----- EXERCISE DATA
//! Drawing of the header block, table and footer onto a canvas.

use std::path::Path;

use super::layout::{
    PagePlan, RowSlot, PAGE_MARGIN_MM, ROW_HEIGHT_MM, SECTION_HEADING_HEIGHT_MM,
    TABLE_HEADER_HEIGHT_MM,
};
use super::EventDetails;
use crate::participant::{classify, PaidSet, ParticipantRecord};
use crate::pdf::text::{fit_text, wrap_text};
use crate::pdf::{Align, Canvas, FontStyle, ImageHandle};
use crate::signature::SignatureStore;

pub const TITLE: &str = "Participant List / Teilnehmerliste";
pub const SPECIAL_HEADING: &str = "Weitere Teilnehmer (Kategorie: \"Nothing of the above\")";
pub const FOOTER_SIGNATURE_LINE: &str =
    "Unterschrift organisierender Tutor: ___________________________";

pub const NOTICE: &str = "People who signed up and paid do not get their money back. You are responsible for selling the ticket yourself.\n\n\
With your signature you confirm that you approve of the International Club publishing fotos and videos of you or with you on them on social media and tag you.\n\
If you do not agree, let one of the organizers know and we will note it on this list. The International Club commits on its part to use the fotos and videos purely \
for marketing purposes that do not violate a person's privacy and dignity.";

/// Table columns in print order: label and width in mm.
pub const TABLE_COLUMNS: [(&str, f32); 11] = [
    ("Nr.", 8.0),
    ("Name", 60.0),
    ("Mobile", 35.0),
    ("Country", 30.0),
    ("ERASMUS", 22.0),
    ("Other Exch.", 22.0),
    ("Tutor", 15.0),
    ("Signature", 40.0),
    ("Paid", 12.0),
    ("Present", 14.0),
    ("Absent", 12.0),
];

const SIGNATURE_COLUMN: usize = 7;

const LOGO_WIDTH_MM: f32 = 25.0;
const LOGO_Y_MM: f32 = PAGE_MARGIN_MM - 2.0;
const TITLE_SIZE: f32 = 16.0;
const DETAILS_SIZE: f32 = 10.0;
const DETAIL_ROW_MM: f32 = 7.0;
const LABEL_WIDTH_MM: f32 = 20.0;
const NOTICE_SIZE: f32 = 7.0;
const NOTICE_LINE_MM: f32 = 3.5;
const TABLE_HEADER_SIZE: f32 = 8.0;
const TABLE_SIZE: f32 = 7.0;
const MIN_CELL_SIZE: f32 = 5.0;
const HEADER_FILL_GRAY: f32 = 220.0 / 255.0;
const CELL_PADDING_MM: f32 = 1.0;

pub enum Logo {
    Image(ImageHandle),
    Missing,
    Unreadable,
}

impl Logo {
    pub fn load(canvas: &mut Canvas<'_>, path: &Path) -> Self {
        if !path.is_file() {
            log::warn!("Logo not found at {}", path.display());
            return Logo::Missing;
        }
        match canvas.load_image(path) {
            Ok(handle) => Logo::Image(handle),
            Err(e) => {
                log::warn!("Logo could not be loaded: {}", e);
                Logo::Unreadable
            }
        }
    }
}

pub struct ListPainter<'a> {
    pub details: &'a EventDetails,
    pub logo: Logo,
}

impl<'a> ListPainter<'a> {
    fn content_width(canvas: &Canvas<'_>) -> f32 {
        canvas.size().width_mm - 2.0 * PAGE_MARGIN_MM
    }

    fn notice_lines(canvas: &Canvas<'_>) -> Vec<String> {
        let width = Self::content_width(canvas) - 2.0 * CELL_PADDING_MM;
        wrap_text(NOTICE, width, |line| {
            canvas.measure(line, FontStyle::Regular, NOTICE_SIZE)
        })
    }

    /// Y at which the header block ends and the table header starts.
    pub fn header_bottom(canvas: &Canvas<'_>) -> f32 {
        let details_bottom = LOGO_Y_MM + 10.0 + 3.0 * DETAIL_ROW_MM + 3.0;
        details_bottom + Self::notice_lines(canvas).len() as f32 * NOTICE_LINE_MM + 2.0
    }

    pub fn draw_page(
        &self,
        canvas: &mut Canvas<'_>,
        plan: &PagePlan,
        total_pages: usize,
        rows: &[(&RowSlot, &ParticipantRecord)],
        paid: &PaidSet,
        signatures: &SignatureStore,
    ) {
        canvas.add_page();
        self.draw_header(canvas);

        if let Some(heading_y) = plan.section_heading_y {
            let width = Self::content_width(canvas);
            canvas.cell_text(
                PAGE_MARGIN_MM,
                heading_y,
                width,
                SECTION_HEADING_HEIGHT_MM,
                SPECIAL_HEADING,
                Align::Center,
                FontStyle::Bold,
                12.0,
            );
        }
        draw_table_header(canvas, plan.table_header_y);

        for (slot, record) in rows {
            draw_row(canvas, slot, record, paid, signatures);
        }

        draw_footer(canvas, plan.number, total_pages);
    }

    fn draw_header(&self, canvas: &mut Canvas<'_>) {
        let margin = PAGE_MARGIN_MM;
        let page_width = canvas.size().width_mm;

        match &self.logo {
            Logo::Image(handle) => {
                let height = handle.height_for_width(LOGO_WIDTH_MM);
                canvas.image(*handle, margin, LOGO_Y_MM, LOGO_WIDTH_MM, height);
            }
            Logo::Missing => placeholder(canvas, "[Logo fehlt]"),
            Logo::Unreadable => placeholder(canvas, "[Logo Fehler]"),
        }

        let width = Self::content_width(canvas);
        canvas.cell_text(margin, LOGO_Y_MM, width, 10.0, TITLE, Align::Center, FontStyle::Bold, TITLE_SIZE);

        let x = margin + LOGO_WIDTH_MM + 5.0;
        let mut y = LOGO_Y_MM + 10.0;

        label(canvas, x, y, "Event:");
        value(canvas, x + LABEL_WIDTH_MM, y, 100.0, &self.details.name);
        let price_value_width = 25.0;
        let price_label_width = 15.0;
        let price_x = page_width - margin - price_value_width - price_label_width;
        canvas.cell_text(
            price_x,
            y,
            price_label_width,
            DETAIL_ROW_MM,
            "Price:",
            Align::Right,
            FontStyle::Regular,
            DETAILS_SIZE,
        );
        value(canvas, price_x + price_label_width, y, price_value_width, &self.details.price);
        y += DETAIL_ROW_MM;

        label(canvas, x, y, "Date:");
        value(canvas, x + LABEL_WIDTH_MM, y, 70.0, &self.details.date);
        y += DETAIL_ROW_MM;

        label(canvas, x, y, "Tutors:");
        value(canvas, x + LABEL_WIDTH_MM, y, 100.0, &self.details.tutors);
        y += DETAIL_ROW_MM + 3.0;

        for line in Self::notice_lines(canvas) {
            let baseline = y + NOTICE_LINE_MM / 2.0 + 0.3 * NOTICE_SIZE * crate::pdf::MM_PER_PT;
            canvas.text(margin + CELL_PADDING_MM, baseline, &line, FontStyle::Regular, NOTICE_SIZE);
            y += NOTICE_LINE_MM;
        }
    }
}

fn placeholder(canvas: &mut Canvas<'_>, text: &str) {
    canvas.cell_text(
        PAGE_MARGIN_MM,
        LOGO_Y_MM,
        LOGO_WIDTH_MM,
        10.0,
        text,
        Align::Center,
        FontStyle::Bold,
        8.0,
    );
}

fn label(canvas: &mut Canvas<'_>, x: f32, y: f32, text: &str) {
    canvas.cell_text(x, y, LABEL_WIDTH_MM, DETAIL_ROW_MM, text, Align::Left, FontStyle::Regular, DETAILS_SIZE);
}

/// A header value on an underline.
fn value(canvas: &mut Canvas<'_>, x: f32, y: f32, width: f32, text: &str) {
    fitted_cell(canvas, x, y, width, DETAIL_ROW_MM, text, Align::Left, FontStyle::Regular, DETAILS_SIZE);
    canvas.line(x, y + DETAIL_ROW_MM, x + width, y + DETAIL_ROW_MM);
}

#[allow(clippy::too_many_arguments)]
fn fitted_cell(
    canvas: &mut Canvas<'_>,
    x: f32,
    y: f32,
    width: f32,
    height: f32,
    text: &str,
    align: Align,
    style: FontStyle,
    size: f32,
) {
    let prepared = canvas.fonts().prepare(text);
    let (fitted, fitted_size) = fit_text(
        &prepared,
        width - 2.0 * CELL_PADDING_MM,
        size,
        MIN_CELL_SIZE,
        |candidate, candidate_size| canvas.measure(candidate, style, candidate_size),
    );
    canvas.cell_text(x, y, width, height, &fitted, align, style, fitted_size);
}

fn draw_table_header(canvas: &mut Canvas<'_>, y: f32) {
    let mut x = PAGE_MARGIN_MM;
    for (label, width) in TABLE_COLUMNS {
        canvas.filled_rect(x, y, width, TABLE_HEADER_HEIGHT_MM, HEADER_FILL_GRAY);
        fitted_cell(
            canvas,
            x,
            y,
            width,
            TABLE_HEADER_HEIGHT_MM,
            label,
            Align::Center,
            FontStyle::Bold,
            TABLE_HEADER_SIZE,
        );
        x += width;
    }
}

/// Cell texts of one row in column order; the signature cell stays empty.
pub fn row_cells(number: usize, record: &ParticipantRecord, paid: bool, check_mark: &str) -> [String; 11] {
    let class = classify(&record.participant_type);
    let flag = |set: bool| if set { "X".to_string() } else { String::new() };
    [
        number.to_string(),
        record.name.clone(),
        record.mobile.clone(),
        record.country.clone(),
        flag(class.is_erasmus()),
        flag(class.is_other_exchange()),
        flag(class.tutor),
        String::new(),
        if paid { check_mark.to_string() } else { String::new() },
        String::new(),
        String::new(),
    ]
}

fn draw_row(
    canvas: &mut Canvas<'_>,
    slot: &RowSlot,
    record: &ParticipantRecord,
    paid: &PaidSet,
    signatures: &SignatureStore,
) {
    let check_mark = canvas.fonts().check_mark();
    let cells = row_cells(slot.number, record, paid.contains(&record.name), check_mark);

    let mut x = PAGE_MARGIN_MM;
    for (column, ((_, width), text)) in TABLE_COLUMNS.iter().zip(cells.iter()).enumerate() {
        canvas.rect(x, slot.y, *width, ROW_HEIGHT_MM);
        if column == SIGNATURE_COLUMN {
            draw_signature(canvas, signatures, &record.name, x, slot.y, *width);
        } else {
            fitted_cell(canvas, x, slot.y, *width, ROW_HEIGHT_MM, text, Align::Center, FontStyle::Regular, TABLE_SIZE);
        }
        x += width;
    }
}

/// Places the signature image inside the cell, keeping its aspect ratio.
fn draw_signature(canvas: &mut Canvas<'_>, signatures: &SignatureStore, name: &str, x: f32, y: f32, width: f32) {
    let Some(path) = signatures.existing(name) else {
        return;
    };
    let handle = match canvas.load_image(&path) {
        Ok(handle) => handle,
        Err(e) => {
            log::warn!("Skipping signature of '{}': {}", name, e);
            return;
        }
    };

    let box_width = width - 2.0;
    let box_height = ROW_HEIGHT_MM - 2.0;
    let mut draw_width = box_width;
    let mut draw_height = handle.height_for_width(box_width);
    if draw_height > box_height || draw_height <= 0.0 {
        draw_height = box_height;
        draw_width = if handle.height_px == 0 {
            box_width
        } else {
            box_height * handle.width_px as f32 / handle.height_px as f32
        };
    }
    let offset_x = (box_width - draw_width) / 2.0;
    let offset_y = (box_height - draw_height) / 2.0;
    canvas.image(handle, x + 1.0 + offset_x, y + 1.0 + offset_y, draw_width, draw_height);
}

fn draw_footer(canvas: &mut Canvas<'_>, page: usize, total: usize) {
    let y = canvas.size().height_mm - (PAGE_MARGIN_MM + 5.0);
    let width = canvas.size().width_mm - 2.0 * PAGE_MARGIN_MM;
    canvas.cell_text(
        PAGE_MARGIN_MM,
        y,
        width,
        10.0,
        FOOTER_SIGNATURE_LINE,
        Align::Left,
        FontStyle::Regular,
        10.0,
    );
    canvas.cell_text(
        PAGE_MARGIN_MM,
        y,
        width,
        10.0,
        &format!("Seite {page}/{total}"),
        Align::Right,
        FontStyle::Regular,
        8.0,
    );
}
----------
> _EXERCISE_
From the data above, show each line that contains "number".

> _RESPONSE TO THIS TASK_
        draw_footer(canvas, plan.number, total_pages);
pub fn row_cells(number: usize, record: &ParticipantRecord, paid: bool, check_mark: &str) -> [String; 11] {
        number.to_string(),
    let cells = row_cells(slot.number, record, paid.contains(&record.name), check_mark);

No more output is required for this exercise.